* [Brief]: In the entries that follow, find the word "check" and report each line it is on.

* [Saved data entries]:
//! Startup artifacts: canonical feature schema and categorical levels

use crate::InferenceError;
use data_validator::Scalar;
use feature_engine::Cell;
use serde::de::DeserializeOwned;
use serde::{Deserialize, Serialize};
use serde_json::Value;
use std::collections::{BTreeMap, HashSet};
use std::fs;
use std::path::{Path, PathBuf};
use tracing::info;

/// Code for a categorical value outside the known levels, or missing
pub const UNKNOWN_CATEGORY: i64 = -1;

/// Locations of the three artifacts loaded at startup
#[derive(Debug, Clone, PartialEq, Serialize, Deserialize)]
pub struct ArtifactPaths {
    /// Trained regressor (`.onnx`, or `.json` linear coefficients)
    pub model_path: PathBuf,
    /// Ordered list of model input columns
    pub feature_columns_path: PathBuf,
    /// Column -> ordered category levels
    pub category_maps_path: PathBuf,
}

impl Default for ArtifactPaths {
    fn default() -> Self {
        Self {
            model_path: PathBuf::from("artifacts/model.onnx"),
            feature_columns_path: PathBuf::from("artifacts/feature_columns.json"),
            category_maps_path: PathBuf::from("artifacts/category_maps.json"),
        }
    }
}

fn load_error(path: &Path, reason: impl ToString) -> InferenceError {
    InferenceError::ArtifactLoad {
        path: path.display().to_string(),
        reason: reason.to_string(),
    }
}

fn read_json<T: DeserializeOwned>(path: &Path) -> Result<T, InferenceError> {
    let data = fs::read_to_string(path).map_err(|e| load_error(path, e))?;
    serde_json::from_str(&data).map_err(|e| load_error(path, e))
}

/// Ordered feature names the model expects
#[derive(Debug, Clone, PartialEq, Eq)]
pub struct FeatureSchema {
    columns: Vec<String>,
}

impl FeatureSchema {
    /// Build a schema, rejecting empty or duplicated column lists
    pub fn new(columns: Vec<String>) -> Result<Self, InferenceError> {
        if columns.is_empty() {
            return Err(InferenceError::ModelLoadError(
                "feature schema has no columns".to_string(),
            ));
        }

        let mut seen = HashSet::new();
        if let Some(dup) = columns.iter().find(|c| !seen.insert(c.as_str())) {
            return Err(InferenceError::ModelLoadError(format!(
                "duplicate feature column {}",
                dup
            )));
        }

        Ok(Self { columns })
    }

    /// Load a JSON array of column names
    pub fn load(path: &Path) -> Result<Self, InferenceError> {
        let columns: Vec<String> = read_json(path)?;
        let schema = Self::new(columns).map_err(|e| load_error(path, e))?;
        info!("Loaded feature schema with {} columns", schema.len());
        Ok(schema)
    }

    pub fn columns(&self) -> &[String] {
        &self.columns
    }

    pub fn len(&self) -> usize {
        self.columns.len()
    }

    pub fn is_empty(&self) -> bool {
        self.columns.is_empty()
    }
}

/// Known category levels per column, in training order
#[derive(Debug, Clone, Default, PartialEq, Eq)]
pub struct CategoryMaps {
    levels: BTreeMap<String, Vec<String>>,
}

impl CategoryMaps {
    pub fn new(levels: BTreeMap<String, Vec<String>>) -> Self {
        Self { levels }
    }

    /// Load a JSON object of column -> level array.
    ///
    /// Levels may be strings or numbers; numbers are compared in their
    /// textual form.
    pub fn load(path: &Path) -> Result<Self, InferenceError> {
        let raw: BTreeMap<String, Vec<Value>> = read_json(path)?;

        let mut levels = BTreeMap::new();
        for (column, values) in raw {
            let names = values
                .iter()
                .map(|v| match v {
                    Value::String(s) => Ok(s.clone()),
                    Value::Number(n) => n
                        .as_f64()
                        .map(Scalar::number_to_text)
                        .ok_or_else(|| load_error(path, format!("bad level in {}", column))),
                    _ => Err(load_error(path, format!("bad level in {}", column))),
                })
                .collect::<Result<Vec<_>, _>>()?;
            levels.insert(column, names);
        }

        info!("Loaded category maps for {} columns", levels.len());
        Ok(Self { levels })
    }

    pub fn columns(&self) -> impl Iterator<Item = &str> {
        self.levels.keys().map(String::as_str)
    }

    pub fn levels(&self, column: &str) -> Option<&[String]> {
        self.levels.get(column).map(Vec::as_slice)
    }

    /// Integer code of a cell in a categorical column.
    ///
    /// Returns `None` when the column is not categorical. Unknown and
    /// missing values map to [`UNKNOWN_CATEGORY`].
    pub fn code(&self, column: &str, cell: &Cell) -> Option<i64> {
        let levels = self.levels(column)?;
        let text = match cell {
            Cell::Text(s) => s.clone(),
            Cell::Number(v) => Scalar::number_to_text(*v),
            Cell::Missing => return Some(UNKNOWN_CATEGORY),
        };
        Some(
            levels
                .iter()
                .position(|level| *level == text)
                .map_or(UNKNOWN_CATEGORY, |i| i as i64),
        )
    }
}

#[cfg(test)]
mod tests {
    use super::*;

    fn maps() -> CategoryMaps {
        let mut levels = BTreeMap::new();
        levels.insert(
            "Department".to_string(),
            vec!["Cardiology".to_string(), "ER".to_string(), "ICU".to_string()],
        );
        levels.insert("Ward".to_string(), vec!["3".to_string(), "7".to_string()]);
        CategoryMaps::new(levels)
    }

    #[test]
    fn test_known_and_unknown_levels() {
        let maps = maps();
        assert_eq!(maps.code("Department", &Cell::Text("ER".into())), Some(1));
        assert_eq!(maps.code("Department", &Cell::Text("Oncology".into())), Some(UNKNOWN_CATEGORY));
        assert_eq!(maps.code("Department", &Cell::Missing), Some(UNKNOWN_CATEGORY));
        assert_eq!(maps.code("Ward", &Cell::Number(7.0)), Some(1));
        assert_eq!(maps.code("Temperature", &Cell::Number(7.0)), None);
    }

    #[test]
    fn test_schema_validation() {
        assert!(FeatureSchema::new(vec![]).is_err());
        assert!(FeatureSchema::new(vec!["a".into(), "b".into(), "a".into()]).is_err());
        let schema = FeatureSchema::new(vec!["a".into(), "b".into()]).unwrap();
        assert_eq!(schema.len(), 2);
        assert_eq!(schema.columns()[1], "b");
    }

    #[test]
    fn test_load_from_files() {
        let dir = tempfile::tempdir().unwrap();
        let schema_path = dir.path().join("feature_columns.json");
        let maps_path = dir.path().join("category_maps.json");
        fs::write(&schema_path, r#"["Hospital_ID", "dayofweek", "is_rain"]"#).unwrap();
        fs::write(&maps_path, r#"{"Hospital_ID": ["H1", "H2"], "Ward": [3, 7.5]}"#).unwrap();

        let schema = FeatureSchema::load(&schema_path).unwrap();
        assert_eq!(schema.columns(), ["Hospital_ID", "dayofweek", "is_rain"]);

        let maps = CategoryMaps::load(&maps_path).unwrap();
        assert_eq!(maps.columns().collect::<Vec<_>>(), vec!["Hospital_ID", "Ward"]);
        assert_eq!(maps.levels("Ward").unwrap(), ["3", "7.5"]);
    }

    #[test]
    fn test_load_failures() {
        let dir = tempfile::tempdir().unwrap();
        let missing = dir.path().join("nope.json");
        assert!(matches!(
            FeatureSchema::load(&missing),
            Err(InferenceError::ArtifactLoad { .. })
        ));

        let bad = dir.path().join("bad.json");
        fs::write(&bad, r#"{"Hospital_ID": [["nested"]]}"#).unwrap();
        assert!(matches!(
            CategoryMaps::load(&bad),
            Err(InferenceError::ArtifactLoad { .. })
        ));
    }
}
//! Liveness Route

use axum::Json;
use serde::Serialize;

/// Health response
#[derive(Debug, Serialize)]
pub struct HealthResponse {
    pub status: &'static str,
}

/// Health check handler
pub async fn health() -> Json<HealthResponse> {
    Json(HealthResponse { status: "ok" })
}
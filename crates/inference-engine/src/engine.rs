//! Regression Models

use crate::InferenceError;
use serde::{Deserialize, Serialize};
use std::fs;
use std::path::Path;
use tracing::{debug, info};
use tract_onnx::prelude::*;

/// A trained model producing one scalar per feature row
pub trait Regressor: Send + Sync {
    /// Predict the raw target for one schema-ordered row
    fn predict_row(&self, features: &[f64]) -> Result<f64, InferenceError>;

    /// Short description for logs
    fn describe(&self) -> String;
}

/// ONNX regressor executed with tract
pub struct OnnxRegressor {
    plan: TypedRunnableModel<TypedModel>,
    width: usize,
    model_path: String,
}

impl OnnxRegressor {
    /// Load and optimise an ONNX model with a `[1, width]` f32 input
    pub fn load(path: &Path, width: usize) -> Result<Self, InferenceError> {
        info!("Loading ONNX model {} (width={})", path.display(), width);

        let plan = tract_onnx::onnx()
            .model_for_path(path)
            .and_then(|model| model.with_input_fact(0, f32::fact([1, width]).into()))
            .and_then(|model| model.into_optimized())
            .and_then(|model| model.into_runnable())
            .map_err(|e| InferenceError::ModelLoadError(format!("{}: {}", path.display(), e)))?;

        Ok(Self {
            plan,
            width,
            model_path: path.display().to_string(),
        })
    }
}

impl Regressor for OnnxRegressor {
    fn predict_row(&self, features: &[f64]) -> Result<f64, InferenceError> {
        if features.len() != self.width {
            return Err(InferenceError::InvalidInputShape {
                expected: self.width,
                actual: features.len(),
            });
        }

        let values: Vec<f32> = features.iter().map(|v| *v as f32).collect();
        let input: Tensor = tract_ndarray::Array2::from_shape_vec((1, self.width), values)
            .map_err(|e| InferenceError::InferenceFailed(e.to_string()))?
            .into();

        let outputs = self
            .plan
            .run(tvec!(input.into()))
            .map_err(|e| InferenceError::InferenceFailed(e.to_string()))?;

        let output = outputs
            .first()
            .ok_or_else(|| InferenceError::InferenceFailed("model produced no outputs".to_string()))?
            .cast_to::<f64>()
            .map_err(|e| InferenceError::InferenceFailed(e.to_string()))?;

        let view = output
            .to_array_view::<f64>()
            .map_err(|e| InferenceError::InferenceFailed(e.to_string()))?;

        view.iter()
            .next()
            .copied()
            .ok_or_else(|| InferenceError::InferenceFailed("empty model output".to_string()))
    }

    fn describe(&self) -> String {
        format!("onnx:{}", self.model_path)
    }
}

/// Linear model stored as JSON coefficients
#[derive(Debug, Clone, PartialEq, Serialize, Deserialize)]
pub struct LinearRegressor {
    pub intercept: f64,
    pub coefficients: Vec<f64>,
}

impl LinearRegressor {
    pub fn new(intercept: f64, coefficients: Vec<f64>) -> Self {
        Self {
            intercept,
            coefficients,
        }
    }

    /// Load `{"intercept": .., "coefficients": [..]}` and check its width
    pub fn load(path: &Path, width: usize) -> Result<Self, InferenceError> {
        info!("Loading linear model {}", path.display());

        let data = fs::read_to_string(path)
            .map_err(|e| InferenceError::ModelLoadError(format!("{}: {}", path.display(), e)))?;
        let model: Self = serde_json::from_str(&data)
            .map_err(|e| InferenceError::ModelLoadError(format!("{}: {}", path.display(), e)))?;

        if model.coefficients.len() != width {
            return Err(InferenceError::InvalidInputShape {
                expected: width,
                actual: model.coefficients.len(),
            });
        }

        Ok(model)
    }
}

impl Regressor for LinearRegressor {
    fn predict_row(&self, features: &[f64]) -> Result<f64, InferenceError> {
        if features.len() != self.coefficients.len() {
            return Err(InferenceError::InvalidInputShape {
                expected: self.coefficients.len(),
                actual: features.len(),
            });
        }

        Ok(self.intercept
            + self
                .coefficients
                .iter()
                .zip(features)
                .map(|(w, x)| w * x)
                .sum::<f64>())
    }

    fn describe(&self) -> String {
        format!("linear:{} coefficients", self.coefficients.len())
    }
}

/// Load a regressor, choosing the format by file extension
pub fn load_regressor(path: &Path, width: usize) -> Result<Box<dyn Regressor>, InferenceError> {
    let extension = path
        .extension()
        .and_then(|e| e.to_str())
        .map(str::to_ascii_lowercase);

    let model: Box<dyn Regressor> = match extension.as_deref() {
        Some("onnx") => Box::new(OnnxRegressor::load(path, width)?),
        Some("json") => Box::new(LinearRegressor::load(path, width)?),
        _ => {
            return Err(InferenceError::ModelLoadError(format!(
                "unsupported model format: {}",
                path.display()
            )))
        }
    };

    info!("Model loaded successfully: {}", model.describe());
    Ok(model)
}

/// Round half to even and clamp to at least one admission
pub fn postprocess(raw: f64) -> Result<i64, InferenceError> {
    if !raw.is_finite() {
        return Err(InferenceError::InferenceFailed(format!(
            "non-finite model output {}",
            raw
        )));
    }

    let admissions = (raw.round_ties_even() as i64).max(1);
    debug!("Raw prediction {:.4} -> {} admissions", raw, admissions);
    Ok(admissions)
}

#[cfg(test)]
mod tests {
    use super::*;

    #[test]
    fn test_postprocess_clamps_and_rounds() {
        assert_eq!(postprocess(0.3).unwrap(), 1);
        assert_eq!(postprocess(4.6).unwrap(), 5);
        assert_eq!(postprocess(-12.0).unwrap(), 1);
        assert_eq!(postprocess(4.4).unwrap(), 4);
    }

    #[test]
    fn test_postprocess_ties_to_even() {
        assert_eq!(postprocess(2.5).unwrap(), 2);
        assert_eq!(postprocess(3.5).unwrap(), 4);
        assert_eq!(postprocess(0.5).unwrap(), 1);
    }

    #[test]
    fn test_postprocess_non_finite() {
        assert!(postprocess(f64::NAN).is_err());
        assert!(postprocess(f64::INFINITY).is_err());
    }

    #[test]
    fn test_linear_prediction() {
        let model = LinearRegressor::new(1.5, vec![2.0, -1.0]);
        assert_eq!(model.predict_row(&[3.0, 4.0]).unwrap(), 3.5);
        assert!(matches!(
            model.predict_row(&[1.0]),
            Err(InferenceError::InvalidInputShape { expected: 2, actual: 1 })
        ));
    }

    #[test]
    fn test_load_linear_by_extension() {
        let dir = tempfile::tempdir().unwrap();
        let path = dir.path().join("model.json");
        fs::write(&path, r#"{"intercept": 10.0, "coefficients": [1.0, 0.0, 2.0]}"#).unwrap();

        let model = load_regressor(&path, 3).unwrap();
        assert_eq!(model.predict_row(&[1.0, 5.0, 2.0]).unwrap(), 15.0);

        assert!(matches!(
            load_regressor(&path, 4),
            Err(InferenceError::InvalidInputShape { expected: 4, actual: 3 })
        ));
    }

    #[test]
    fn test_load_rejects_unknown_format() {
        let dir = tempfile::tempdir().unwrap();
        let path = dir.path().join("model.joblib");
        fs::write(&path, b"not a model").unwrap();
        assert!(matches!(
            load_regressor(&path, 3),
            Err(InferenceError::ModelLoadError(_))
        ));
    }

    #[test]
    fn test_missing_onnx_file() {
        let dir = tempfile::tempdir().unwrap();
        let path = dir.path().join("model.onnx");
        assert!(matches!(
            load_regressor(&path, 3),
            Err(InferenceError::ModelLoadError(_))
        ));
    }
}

* [Solution]:
/// Health check handler
    /// Load `{"intercept": .., "coefficients": [..]}` and check its width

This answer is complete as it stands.